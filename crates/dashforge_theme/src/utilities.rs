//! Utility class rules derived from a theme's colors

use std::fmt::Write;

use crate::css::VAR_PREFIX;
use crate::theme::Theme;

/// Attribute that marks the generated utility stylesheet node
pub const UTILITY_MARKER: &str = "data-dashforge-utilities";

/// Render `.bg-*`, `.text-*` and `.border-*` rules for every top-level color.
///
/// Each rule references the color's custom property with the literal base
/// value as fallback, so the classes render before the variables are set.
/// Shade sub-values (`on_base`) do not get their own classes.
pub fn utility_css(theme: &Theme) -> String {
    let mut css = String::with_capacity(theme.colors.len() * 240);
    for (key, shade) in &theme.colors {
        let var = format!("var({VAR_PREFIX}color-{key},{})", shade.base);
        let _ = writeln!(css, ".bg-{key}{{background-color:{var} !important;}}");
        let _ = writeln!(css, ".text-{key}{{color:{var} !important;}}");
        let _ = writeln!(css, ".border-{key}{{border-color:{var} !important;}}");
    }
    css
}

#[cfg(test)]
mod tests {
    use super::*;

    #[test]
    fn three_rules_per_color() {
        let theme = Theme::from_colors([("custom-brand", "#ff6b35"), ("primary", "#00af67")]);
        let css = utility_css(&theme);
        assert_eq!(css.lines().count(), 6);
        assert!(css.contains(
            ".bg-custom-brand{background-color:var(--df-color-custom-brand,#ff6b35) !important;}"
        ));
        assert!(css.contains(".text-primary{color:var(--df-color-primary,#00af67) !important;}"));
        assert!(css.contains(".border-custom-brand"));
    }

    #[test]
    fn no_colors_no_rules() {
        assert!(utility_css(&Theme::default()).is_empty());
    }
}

▬▬▬

WHAT YOU WILL DO:
In your response, reproduce the records exactly, every one.

OUTPUT:
filename crates/dashforge_theme/src/utilities.rs
//! Utility class rules derived from a theme's colors

use std::fmt::Write;

use crate::css::VAR_PREFIX;
use crate::theme::Theme;

/// Attribute that marks the generated utility stylesheet node
pub const UTILITY_MARKER: &str = "data-dashforge-utilities";

/// Render `.bg-*`, `.text-*` and `.border-*` rules for every top-level color.
///
/// Each rule references the color's custom property with the literal base
/// value as fallback, so the classes render before the variables are set.
/// Shade sub-values (`on_base`) do not get their own classes.
pub fn utility_css(theme: &Theme) -> String {
    let mut css = String::with_capacity(theme.colors.len() * 240);
    for (key, shade) in &theme.colors {
        let var = format!("var({VAR_PREFIX}color-{key},{})", shade.base);
        let _ = writeln!(css, ".bg-{key}{{background-color:{var} !important;}}");
        let _ = writeln!(css, ".text-{key}{{color:{var} !important;}}");
        let _ = writeln!(css, ".border-{key}{{border-color:{var} !important;}}");
    }
    css
}

#[cfg(test)]
mod tests {
    use super::*;

    #[test]
    fn three_rules_per_color() {
        let theme = Theme::from_colors([("custom-brand", "#ff6b35"), ("primary", "#00af67")]);
        let css = utility_css(&theme);
        assert_eq!(css.lines().count(), 6);
        assert!(css.contains(
            ".bg-custom-brand{background-color:var(--df-color-custom-brand,#ff6b35) !important;}"
        ));
        assert!(css.contains(".text-primary{color:var(--df-color-primary,#00af67) !important;}"));
        assert!(css.contains(".border-custom-brand"));
    }

    #[test]
    fn no_colors_no_rules() {
        assert!(utility_css(&Theme::default()).is_empty());
    }
}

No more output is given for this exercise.